We will be using the open-source textbook A First Course in Linear Algebra by Rob Beezer (University of Puget Sound). This book is available for free from the author's webpage. There are many formats available for the book: PDF, PDF for Kindle, HTML, etc. You can see the various PDF versions by clicking on the "Download" link and the HTML versions by clicking on "Online Editions." For those of you that prefer a physical book, you also have the option of purchasing a copy for approximately $30 from Lulu. You might also be interested in ordering the Archetypes workbook that accompanies the text. This smaller book contains standard examples and summaries of concepts. It is available on Lulu for $8.90. Note that the Archetypes workbook is also available for free as part of the PDF or HTML that is available on the author's webpage.

I expect you to be reading the textbook.
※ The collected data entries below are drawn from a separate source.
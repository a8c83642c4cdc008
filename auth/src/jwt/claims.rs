use std::fmt;
use std::str::FromStr;

use chrono::DateTime;
use chrono::Duration;
use chrono::Utc;
use serde::Deserialize;
use serde::Serialize;

use super::errors::JwtError;

/// Role tag carried in every token.
#[derive(Debug, Clone, Copy, PartialEq, Eq, Hash, Serialize, Deserialize)]
#[serde(rename_all = "lowercase")]
pub enum Role {
    Admin,
    User,
}

impl Role {
    pub fn as_str(&self) -> &'static str {
        match self {
            Role::Admin => "admin",
            Role::User => "user",
        }
    }
}

impl fmt::Display for Role {
    fn fmt(&self, f: &mut fmt::Formatter<'_>) -> fmt::Result {
        f.write_str(self.as_str())
    }
}

/// Error returned when parsing an unknown role name.
#[derive(Debug, Clone, PartialEq, Eq, thiserror::Error)]
#[error("Unknown role: {0} (expected 'admin' or 'user')")]
pub struct UnknownRole(pub String);

impl FromStr for Role {
    type Err = UnknownRole;

    fn from_str(s: &str) -> Result<Self, Self::Err> {
        match s {
            "admin" => Ok(Role::Admin),
            "user" => Ok(Role::User),
            other => Err(UnknownRole(other.to_string())),
        }
    }
}

/// Claims embedded in an access token.
///
/// `exp` is always `iat + ttl`; there is no way to extend a token once issued.
#[derive(Debug, Clone, Serialize, Deserialize, PartialEq, Eq)]
pub struct Claims {
    /// Subject (user identifier)
    pub sub: String,

    pub role: Role,

    /// Issued at (Unix timestamp)
    pub iat: i64,

    /// Expiration time (Unix timestamp)
    pub exp: i64,
}

impl Claims {
    /// Build claims issued now and expiring after `ttl`.
    ///
    /// # Errors
    /// * `EncodingFailed` - Expiration falls outside the representable range
    pub fn new(user_id: impl ToString, role: Role, ttl: Duration) -> Result<Self, JwtError> {
        Self::issued_at(user_id, role, Utc::now(), ttl)
    }

    /// Build claims with an explicit issue instant.
    ///
    /// # Errors
    /// * `EncodingFailed` - Expiration falls outside the representable range
    pub fn issued_at(
        user_id: impl ToString,
        role: Role,
        issued_at: DateTime<Utc>,
        ttl: Duration,
    ) -> Result<Self, JwtError> {
        let expiration = issued_at.checked_add_signed(ttl).ok_or_else(|| {
            JwtError::EncodingFailed(format!("Token lifetime overflows: {}", ttl))
        })?;

        Ok(Self {
            sub: user_id.to_string(),
            role,
            iat: issued_at.timestamp(),
            exp: expiration.timestamp(),
        })
    }

    /// Check if the claims are expired at `current_timestamp`.
    ///
    /// A token is still valid at exactly its expiration second.
    pub fn is_expired(&self, current_timestamp: i64) -> bool {
        self.exp < current_timestamp
    }
}
use std::sync::OnceLock;

use chrono::Duration;

use crate::jwt::Claims;
use crate::jwt::JwtError;
use crate::jwt::JwtHandler;
use crate::jwt::Role;
use crate::password::PasswordError;
use crate::password::PasswordHasher;

/// Authentication coordinator combining password verification and JWT generation.
///
/// Holds the single signing secret for both issuing and verifying, along with
/// the fixed token lifetime.
pub struct Authenticator {
    password_hasher: PasswordHasher,
    jwt_handler: JwtHandler,
    token_ttl: Duration,
    /// Hash checked when no account matches, built on first use
    placeholder_hash: OnceLock<String>,
}

/// Result of successful authentication.
pub struct AuthenticationResult {
    /// JWT access token
    pub access_token: String,
}

/// Authentication operation errors.
#[derive(Debug, thiserror::Error)]
pub enum AuthenticationError {
    #[error("Invalid credentials")]
    InvalidCredentials,

    #[error("Password error: {0}")]
    PasswordError(#[from] PasswordError),

    #[error("JWT error: {0}")]
    JwtError(#[from] JwtError),
}

impl Authenticator {
    /// Create a new authenticator.
    ///
    /// # Arguments
    /// * `jwt_secret` - Secret key for JWT signing and verification
    /// * `token_ttl` - Lifetime of every issued token
    pub fn new(jwt_secret: &[u8], token_ttl: Duration) -> Self {
        Self {
            password_hasher: PasswordHasher::new(),
            jwt_handler: JwtHandler::new(jwt_secret),
            token_ttl,
            placeholder_hash: OnceLock::new(),
        }
    }

    /// Replace the password hasher (e.g. to tune the work factor).
    pub fn with_password_hasher(mut self, password_hasher: PasswordHasher) -> Self {
        self.password_hasher = password_hasher;
        self.placeholder_hash = OnceLock::new();
        self
    }

    /// Hash a password for storage.
    ///
    /// # Errors
    /// * `PasswordError` - Hashing operation failed
    pub fn hash_password(&self, password: &str) -> Result<String, PasswordError> {
        self.password_hasher.hash(password)
    }

    /// Verify credentials and issue a token.
    ///
    /// # Arguments
    /// * `password` - Plaintext password to verify
    /// * `stored_hash` - Stored password hash
    /// * `user_id` - Identity for the `sub` claim
    /// * `role` - Role tag for the token
    ///
    /// # Errors
    /// * `InvalidCredentials` - Password does not match
    /// * `PasswordError` - Stored hash could not be parsed
    /// * `JwtError` - Token generation failed
    pub fn authenticate(
        &self,
        password: &str,
        stored_hash: &str,
        user_id: impl ToString,
        role: Role,
    ) -> Result<AuthenticationResult, AuthenticationError> {
        let is_valid = self.password_hasher.verify(password, stored_hash)?;

        if !is_valid {
            return Err(AuthenticationError::InvalidCredentials);
        }

        let access_token = self.issue_token(user_id, role)?;

        Ok(AuthenticationResult { access_token })
    }

    /// Reject a login for an email with no account.
    ///
    /// Runs one verification against a placeholder hash made with the current
    /// work factor, so the rejection costs the same as a wrong password.
    pub fn reject_unknown_user(&self, password: &str) -> AuthenticationError {
        let placeholder_hash = self.placeholder_hash.get_or_init(|| {
            self.password_hasher
                .hash("placeholder-for-unknown-accounts")
                .unwrap_or_default()
        });

        // Outcome is irrelevant; no password can belong to a missing account
        let _ = self.password_hasher.verify(password, placeholder_hash);

        AuthenticationError::InvalidCredentials
    }

    /// Issue a token without password verification.
    ///
    /// Used right after signup, when the caller has just proven the password.
    ///
    /// # Errors
    /// * `JwtError` - Token generation failed
    pub fn issue_token(&self, user_id: impl ToString, role: Role) -> Result<String, JwtError> {
        self.jwt_handler.issue(user_id, role, self.token_ttl)
    }

    /// Validate a token and return its claims.
    ///
    /// # Errors
    /// * `JwtError` - Signature, algorithm, expiration or format check failed
    pub fn validate_token(&self, token: &str) -> Result<Claims, JwtError> {
        self.jwt_handler.verify(token)
    }
}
I will not be covering every detail of the textbook and the only way to achieve a sufficient understanding of the material is to be digesting the reading in a meaningful way. You should be seeking clarification about the material in the textbook whenever necessary by asking questions in class or posting questions to the course forum.

Getting Help

There are many resources available to get help. First, I recommend that you work on homework in groups as much as possible and to come see me whenever necessary. Also, you are strongly encouraged to ask questions in the course forum on our Moodle page page, as I will post comments there for all to benefit from. To effectively post to the course forum, you will need to learn the basics of LaTeX, the standard language for typesetting in the mathematics community. See the Quick LaTeX guide for help with $\LaTeX$. If you need additional help with $\LaTeX$, post a question in the course forum on our Moodle page.

You can also visit the Math Activity Center, which is located in Hyde 351. This student-run organization provides peer tutoring services for most 1000 and 2000 level math courses and some 3000 level courses. Tutors are typically math majors interested in teaching math and practicing their instructional skills. You can drop in anytime during open hours.

Lastly, you can always .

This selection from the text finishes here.